TASK TO COMPLETE =>
Every line of the data that contains the string "number" must be copied.

Saved data entries =>
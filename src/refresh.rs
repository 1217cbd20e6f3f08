//! Periodic dashboard refresh.
//!
//! Every refresh is tagged with a sequence number. Responses can arrive out of
//! order, so one older than the last applied response is dropped.

use std::future::Future;
use std::time::Duration;

use tokio::sync::watch;
use tokio::task::JoinSet;
use tokio::time::{self, MissedTickBehavior};
use tracing::{debug, warn};

/// Keeps the value of the newest request seen so far.
#[derive(Debug)]
pub struct Latest<T> {
    next_seq: u64,
    applied: Option<u64>,
    value: Option<T>,
}

impl<T> Default for Latest<T> {
    fn default() -> Self {
        Self {
            next_seq: 0,
            applied: None,
            value: None,
        }
    }
}

impl<T> Latest<T> {
    pub fn issue(&mut self) -> u64 {
        self.next_seq += 1;
        self.next_seq
    }

    /// Stores `value` unless a newer request has already been applied.
    pub fn offer(&mut self, seq: u64, value: T) -> bool {
        if self.applied.is_some_and(|applied| applied >= seq) {
            return false;
        }
        self.applied = Some(seq);
        self.value = Some(value);
        true
    }

    /// Marks `seq` as resolved without a value, so older responses stay stale.
    pub fn skip(&mut self, seq: u64) {
        if self.applied.map_or(true, |applied| applied < seq) {
            self.applied = Some(seq);
        }
    }

    pub fn get(&self) -> Option<&T> {
        self.value.as_ref()
    }
}

/// Calls `fetch` every `every` until `shutdown` flips to true (or its sender goes
/// away), handing each fresh value to `on_update`. Outstanding fetches are
/// cancelled on the way out. Returns the number of applied updates.
pub async fn run<T, F, Fut, U>(
    every: Duration,
    mut shutdown: watch::Receiver<bool>,
    mut fetch: F,
    mut on_update: U,
) -> usize
where
    T: Send + 'static,
    F: FnMut() -> Fut,
    Fut: Future<Output = anyhow::Result<T>> + Send + 'static,
    U: FnMut(u64, &T),
{
    let mut latest: Latest<T> = Latest::default();
    let mut in_flight: JoinSet<(u64, anyhow::Result<T>)> = JoinSet::new();
    let mut ticker = time::interval(every);
    ticker.set_missed_tick_behavior(MissedTickBehavior::Skip);
    let mut applied = 0usize;

    if *shutdown.borrow() {
        return applied;
    }

    loop {
        tokio::select! {
            biased;
            changed = shutdown.changed() => {
                if changed.is_err() || *shutdown.borrow() {
                    break;
                }
            }
            Some(joined) = in_flight.join_next(), if !in_flight.is_empty() => {
                let Ok((seq, result)) = joined else {
                    continue;
                };
                match result {
                    Ok(value) => {
                        if latest.offer(seq, value) {
                            if let Some(value) = latest.get() {
                                on_update(seq, value);
                            }
                            applied += 1;
                        } else {
                            debug!(seq, "discarded stale refresh");
                        }
                    }
                    Err(error) => {
                        latest.skip(seq);
                        warn!(seq, error = %error, "refresh failed; keeping previous data");
                    }
                }
            }
            _ = ticker.tick() => {
                let seq = latest.issue();
                debug!(seq, "refreshing");
                let request = fetch();
                in_flight.spawn(async move { (seq, request.await) });
            }
        }
    }

    in_flight.abort_all();
    debug!(applied, "refresh loop stopped");
    applied
}
use std::cmp::Ordering;
use std::collections::HashMap;
use std::fmt;
use std::str::FromStr;

use uuid::Uuid;

use crate::analytics::mean;
use crate::filter::ResultsFilter;
use crate::models::{
    CaseChat, Evaluation, FilterOptions, ResultRow, ResultStatus, ResultsPage, ResultsSummary,
    Snapshot,
};

#[derive(Debug, Clone, Copy, PartialEq, Eq, Default)]
pub enum SortKey {
    #[default]
    StudentName,
    SectionTitle,
    CaseTitle,
    Status,
    InitialPosition,
    FinalPosition,
    Persona,
    Score,
    Hints,
    Helpful,
    CompletedAt,
}

impl SortKey {
    pub const ALL: [SortKey; 11] = [
        SortKey::StudentName,
        SortKey::SectionTitle,
        SortKey::CaseTitle,
        SortKey::Status,
        SortKey::InitialPosition,
        SortKey::FinalPosition,
        SortKey::Persona,
        SortKey::Score,
        SortKey::Hints,
        SortKey::Helpful,
        SortKey::CompletedAt,
    ];

    pub fn as_str(self) -> &'static str {
        match self {
            SortKey::StudentName => "student_name",
            SortKey::SectionTitle => "section_title",
            SortKey::CaseTitle => "case_title",
            SortKey::Status => "status",
            SortKey::InitialPosition => "initial_position",
            SortKey::FinalPosition => "final_position",
            SortKey::Persona => "persona",
            SortKey::Score => "score",
            SortKey::Hints => "hints",
            SortKey::Helpful => "helpful",
            SortKey::CompletedAt => "completed_at",
        }
    }
}

impl fmt::Display for SortKey {
    fn fmt(&self, f: &mut fmt::Formatter<'_>) -> fmt::Result {
        f.write_str(self.as_str())
    }
}

impl FromStr for SortKey {
    type Err = String;

    fn from_str(value: &str) -> Result<Self, Self::Err> {
        let normalized = value.trim().to_ascii_lowercase().replace('-', "_");
        SortKey::ALL
            .into_iter()
            .find(|key| key.as_str() == normalized)
            .ok_or_else(|| format!("unknown sort key '{value}'"))
    }
}

#[derive(Debug, Clone, Copy, PartialEq, Eq, Default)]
pub enum SortDirection {
    #[default]
    Asc,
    Desc,
}

impl SortDirection {
    pub fn as_str(self) -> &'static str {
        match self {
            SortDirection::Asc => "asc",
            SortDirection::Desc => "desc",
        }
    }
}

impl FromStr for SortDirection {
    type Err = String;

    fn from_str(value: &str) -> Result<Self, Self::Err> {
        match value.trim().to_ascii_lowercase().as_str() {
            "asc" | "ascending" => Ok(SortDirection::Asc),
            "desc" | "descending" => Ok(SortDirection::Desc),
            other => Err(format!("unknown sort direction '{other}'")),
        }
    }
}

#[derive(Debug, Clone, PartialEq)]
pub struct ResultsQuery {
    pub filter: ResultsFilter,
    pub limit: usize,
    pub offset: usize,
    pub sort: SortKey,
    pub direction: SortDirection,
}

impl Default for ResultsQuery {
    fn default() -> Self {
        Self {
            filter: ResultsFilter::default(),
            limit: 25,
            offset: 0,
            sort: SortKey::default(),
            direction: SortDirection::default(),
        }
    }
}

/// One row per (student, enabled case) for every student enrolled in a known section.
pub fn build_rows(snapshot: &Snapshot) -> Vec<ResultRow> {
    let section_titles: HashMap<Uuid, &str> = snapshot
        .sections
        .iter()
        .filter(|section| section.enabled)
        .map(|section| (section.id, section.title.as_str()))
        .collect();

    let mut latest_evaluation: HashMap<(Uuid, Uuid), &Evaluation> = HashMap::new();
    for evaluation in &snapshot.evaluations {
        let key = (evaluation.student_id, evaluation.case_id);
        let newer = latest_evaluation
            .get(&key)
            .map_or(true, |current| evaluation.created_at >= current.created_at);
        if newer {
            latest_evaluation.insert(key, evaluation);
        }
    }

    let mut latest_chat: HashMap<(Uuid, Uuid), &CaseChat> = HashMap::new();
    for chat in &snapshot.chats {
        let key = (chat.student_id, chat.case_id);
        let newer = latest_chat
            .get(&key)
            .map_or(true, |current| chat.created_at >= current.created_at);
        if newer {
            latest_chat.insert(key, chat);
        }
    }

    let mut rows = Vec::new();
    for student in &snapshot.students {
        let titles: Vec<&str> = student
            .section_ids
            .iter()
            .filter_map(|id| section_titles.get(id).copied())
            .collect();
        if titles.is_empty() {
            continue;
        }
        let section_title = titles.join(", ");

        for case in snapshot.cases.iter().filter(|case| case.enabled) {
            let key = (student.id, case.id);
            let evaluation = latest_evaluation.get(&key).copied();
            let chat = latest_chat.get(&key).copied();
            let status = match (evaluation, chat) {
                (Some(_), _) => ResultStatus::Completed,
                (None, Some(_)) => ResultStatus::InProgress,
                (None, None) => ResultStatus::NotStarted,
            };

            rows.push(ResultRow {
                student_id: student.id,
                student_name: student.full_name(),
                section_title: section_title.clone(),
                section_ids: student.section_ids.clone(),
                case_id: case.id,
                case_title: case.title.clone(),
                status,
                initial_position: chat.and_then(|c| c.initial_position.clone()),
                final_position: chat.and_then(|c| c.final_position.clone()),
                persona: chat.and_then(|c| c.persona.clone()),
                score: evaluation.and_then(|e| e.score),
                hints: evaluation.and_then(|e| e.hints),
                helpful: evaluation.and_then(|e| e.helpful),
                completed_at: evaluation.map(|e| e.created_at),
                evaluation_id: evaluation.map(|e| e.id),
                allow_rechat: evaluation.is_some_and(|e| e.allow_rechat),
            });
        }
    }

    rows
}
//! Title Odds — league table tracker and champion probability estimator.
//!
//! Library crate exposing all modules for use by integration tests
//! and the binary entry point.

pub mod config;
pub mod types;
pub mod estimator;
pub mod store;
pub mod dashboard;
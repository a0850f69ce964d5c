//! Title Odds — league table tracker and champion probability estimator.
//!
//! Entry point. Loads configuration, initialises structured logging,
//! opens the configured club store and serves the dashboard until Ctrl+C.

use anyhow::Result;
use std::sync::Arc;
use tracing::info;

use title_odds::config::AppConfig;
use title_odds::dashboard::{self, DashboardState};
use title_odds::store;

#[tokio::main]
async fn main() -> Result<()> {
    // Load .env file if present (non-fatal if missing)
    let _ = dotenv::dotenv();

    let cfg = AppConfig::load_default()?;

    init_logging();

    info!(
        backend = ?cfg.storage.backend,
        host = %cfg.server.host,
        port = cfg.server.port,
        "Title Odds starting up"
    );

    let store = store::open_store(&cfg.storage).await?;
    info!(store = store.name(), "Club store ready");

    let addr = cfg.server.bind_addr()?;
    dashboard::serve(Arc::new(DashboardState::new(store)), addr).await
}

/// Initialise the `tracing` subscriber.
fn init_logging() {
    use tracing_subscriber::{fmt, EnvFilter};

    let env_filter = EnvFilter::try_from_default_env()
        .unwrap_or_else(|_| EnvFilter::new("title_odds=info,tower_http=debug"));

    let json_logging = std::env::var("TITLE_ODDS_LOG_JSON").is_ok();

    if json_logging {
        fmt()
            .json()
            .with_env_filter(env_filter)
            .with_target(true)
            .with_thread_ids(true)
            .init();
    } else {
        fmt()
            .with_env_filter(env_filter)
            .with_target(true)
            .init();
    }
}
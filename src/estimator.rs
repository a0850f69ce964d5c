//! Champion probability estimator.
//!
//! Extrapolates each club's current win rate over its remaining fixtures,
//! then expresses every club's projected points as a share of the league's
//! projected total. The interface calls this a binomial model; the arithmetic
//! is a linear expectation and must stay that way.

use rust_decimal::prelude::{FromPrimitive, ToPrimitive};
use rust_decimal::{Decimal, RoundingStrategy};
use tracing::debug;

use crate::types::{Club, LeagueError, Projection, POINTS_PER_WIN, SEASON_MATCHES};

/// Fewest clubs a projection makes sense for.
pub const MIN_CLUBS: usize = 2;

/// Project every club to the end of the season and rank by title chance.
///
/// Order among equal champion probabilities is unspecified.
pub fn estimate(clubs: &[Club]) -> Result<Vec<Projection>, LeagueError> {
    if clubs.len() < MIN_CLUBS {
        return Err(LeagueError::InsufficientData {
            required: MIN_CLUBS,
            available: clubs.len(),
        });
    }

    let mut projections: Vec<Projection> = clubs.iter().map(project).collect();

    let total: f64 = projections.iter().map(|p| p.expected_total_points).sum();
    for p in &mut projections {
        p.champion_probability = if total > 0.0 {
            round2(p.expected_total_points / total * 100.0)
        } else {
            0.0
        };
    }

    projections.sort_by(|a, b| b.champion_probability.total_cmp(&a.champion_probability));

    debug!(
        clubs = projections.len(),
        total_expected_points = total,
        leader = projections.first().map(|p| p.club.name.as_str()).unwrap_or(""),
        "Champion probabilities computed"
    );

    Ok(projections)
}

/// Season-end projection for one club, before normalisation.
fn project(club: &Club) -> Projection {
    let remaining = SEASON_MATCHES.saturating_sub(club.matches_played);

    // A finished season (remaining == 0) keeps its actual points.
    let (win_probability, expected_wins, expected_total_points) =
        if club.matches_played > 0 && remaining > 0 {
            let p = f64::from(club.wins) / f64::from(club.matches_played);
            let wins = f64::from(remaining) * p;
            let total = f64::from(club.points) + wins * f64::from(POINTS_PER_WIN);
            (p, round2(wins), round2(total))
        } else {
            (0.0, 0.0, f64::from(club.points))
        };

    Projection {
        club: club.clone(),
        remaining_matches: remaining,
        win_probability,
        expected_wins,
        expected_total_points,
        champion_probability: 0.0,
    }
}

/// Round to two decimal places, halves away from zero.
///
/// Goes through `Decimal` so that values such as 1.005 round the way they
/// read rather than the way their binary approximation does.
pub fn round2(value: f64) -> f64 {
    Decimal::from_f64(value)
        .map(|d| d.round_dp_with_strategy(2, RoundingStrategy::MidpointAwayFromZero))
        .and_then(|d| d.to_f64())
        .unwrap_or(value)
}

// ---------------------------------------------------------------------------
// Tests
// ---------------------------------------------------------------------------

#[cfg(test)]
mod tests {
    use super::*;

    fn close(a: f64, b: f64) -> bool {
        (a - b).abs() < 1e-9
    }

    #[test]
    fn test_rejects_empty_and_single() {
        let err = estimate(&[]).unwrap_err();
        assert!(matches!(err, LeagueError::InsufficientData { required: 2, available: 0 }));

        let one = [Club::sample(1, "Solo", 10, 5, 5, 0)];
        let err = estimate(&one).unwrap_err();
        assert!(matches!(err, LeagueError::InsufficientData { available: 1, .. }));
    }

    #[test]
    fn test_finished_season_vs_midseason() {
        let a = Club::sample(1, "A", 38, 32, 3, 3);
        let b = Club::sample(2, "B", 20, 10, 5, 5);
        assert_eq!(a.points, 99);
        assert_eq!(b.points, 35);

        let result = estimate(&[b, a]).unwrap();
        assert_eq!(result.len(), 2);

        let first = &result[0];
        assert_eq!(first.club.name, "A");
        assert_eq!(first.remaining_matches, 0);
        assert_eq!(first.win_probability, 0.0);
        assert_eq!(first.expected_wins, 0.0);
        assert!(close(first.expected_total_points, 99.0));
        assert!(close(first.champion_probability, 61.49));

        let second = &result[1];
        assert_eq!(second.club.name, "B");
        assert_eq!(second.remaining_matches, 18);
        assert!(close(second.win_probability, 0.5));
        assert!(close(second.expected_wins, 9.0));
        assert!(close(second.expected_total_points, 62.0));
        assert!(close(second.champion_probability, 38.51));
    }

    #[test]
    fn test_points_follow_results_not_a_stated_total() {
        // 30 wins and 3 draws is 93 points, so the shares are an even 60/40.
        let a = Club::sample(1, "A", 38, 30, 5, 3);
        let b = Club::sample(2, "B", 20, 10, 5, 5);
        assert_eq!(a.points, 93);

        let result = estimate(&[a, b]).unwrap();
        assert!(close(result[0].expected_total_points, 93.0));
        assert!(close(result[0].champion_probability, 60.0));
        assert!(close(result[1].expected_total_points, 62.0));
        assert!(close(result[1].champion_probability, 40.0));
    }

    #[test]
    fn test_no_matches_played() {
        let fresh = Club::sample(1, "Fresh", 0, 0, 0, 0);
        let other = Club::sample(2, "Other", 10, 4, 4, 2);
        let result = estimate(&[fresh, other]).unwrap();
        let fresh = result.iter().find(|p| p.club.name == "Fresh").unwrap();
        assert_eq!(fresh.remaining_matches, 38);
        assert_eq!(fresh.win_probability, 0.0);
        assert_eq!(fresh.expected_wins, 0.0);
        assert_eq!(fresh.expected_total_points, 0.0);
        assert_eq!(fresh.champion_probability, 0.0);
    }

    #[test]
    fn test_all_zero_points_gives_zero_probabilities() {
        let clubs = [
            Club::sample(1, "X", 0, 0, 0, 0),
            Club::sample(2, "Y", 0, 0, 0, 0),
        ];
        let result = estimate(&clubs).unwrap();
        assert!(result.iter().all(|p| p.champion_probability == 0.0));
    }

    #[test]
    fn test_expected_values_are_rounded() {
        // 7 wins in 9 matches: p = 0.777..., 29 remaining => 22.555... wins.
        let c = Club::sample(1, "R", 9, 7, 1, 1);
        let d = Club::sample(2, "S", 9, 1, 7, 1);
        let result = estimate(&[c, d]).unwrap();
        let r = result.iter().find(|p| p.club.name == "R").unwrap();
        assert!(close(r.expected_wins, 22.56));
        // 22 pts + 22.5555...*3 = 89.6666...
        assert!(close(r.expected_total_points, 89.67));
        assert!(close(r.win_probability, 7.0 / 9.0));
    }

    #[test]
    fn test_ranked_descending() {
        let clubs = [
            Club::sample(1, "Low", 10, 1, 9, 0),
            Club::sample(2, "High", 10, 9, 1, 0),
            Club::sample(3, "Mid", 10, 5, 5, 0),
        ];
        let result = estimate(&clubs).unwrap();
        let names: Vec<_> = result.iter().map(|p| p.club.name.as_str()).collect();
        assert_eq!(names, ["High", "Mid", "Low"]);
        assert!(result
            .windows(2)
            .all(|w| w[0].champion_probability >= w[1].champion_probability));
    }

    #[test]
    fn test_probabilities_sum_to_about_100() {
        let mut clubs = Vec::new();
        for i in 0..20u32 {
            let played = (i * 7) % 39;
            let wins = played / 2;
            let draws = (played - wins) / 3;
            let losses = played - wins - draws;
            clubs.push(Club::sample(i64::from(i) + 1, &format!("Club {i}"), played, wins, losses, draws));
        }
        let result = estimate(&clubs).unwrap();
        let sum: f64 = result.iter().map(|p| p.champion_probability).sum();
        // Each entry carries at most 0.005 of rounding error.
        assert!((sum - 100.0).abs() <= 0.005 * clubs.len() as f64, "sum = {sum}");
    }

    #[test]
    fn test_projection_keeps_club_snapshot() {
        let a = Club::sample(7, "Keep", 12, 6, 3, 3);
        let b = Club::sample(8, "Other", 12, 3, 6, 3);
        let result = estimate(&[a.clone(), b]).unwrap();
        let keep = result.iter().find(|p| p.club.id == 7).unwrap();
        assert_eq!(keep.club, a);
    }

    #[test]
    fn test_round2_half_away_from_zero() {
        assert!(close(round2(61.4906), 61.49));
        assert!(close(round2(38.5093), 38.51));
        assert!(close(round2(2.346), 2.35));
        assert!(close(round2(-2.346), -2.35));
        assert!(close(round2(0.125), 0.13));
        assert!(close(round2(10.0), 10.0));
    }
}
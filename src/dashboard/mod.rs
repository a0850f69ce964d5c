//! Dashboard — Axum web server for the league table and title odds.
//!
//! Serves the server-rendered page at `/` and a JSON API under `/api`.
//! CORS enabled on the API for local development.

pub mod form;
pub mod page;
pub mod routes;

use anyhow::{Context, Result};
use axum::{
    http::{header, Method},
    routing::{delete, get},
    Router,
};
use std::net::SocketAddr;
use tower_http::cors::{Any, CorsLayer};
use tower_http::trace::TraceLayer;
use tracing::info;

pub use routes::{AppState, DashboardState};

/// Build the Axum router with all routes and middleware.
pub fn build_router(state: AppState) -> Router {
    let cors = CorsLayer::new()
        .allow_origin(Any)
        .allow_methods([Method::GET, Method::POST, Method::DELETE])
        .allow_headers([header::CONTENT_TYPE]);

    let api = Router::new()
        .route("/clubs", get(routes::list_clubs).post(routes::create_club))
        .route("/clubs/:id", delete(routes::remove_club))
        .route("/projections", get(routes::get_projections))
        .layer(cors);

    Router::new()
        .route("/", get(routes::get_page).post(routes::post_action))
        .route("/health", get(routes::health))
        .nest("/api", api)
        .layer(TraceLayer::new_for_http())
        .with_state(state)
}

/// Bind `addr` and serve until Ctrl+C.
pub async fn serve(state: AppState, addr: SocketAddr) -> Result<()> {
    let app = build_router(state);
    let listener = tokio::net::TcpListener::bind(addr)
        .await
        .with_context(|| format!("Failed to bind dashboard address {addr}"))?;

    info!(%addr, "Dashboard listening on http://{addr}");

    axum::serve(listener, app)
        .with_graceful_shutdown(shutdown_signal())
        .await
        .context("Dashboard server error")?;

    info!("Dashboard shut down cleanly");
    Ok(())
}

async fn shutdown_signal() {
    if tokio::signal::ctrl_c().await.is_ok() {
        info!("Shutdown signal received.");
    }
}

// ---------------------------------------------------------------------------
// Tests
// ---------------------------------------------------------------------------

RESPONSE TO THIS TASK =>
//! Every refresh is tagged with a sequence number. Responses can arrive out of
/// cancelled on the way out. Returns the number of applied updates.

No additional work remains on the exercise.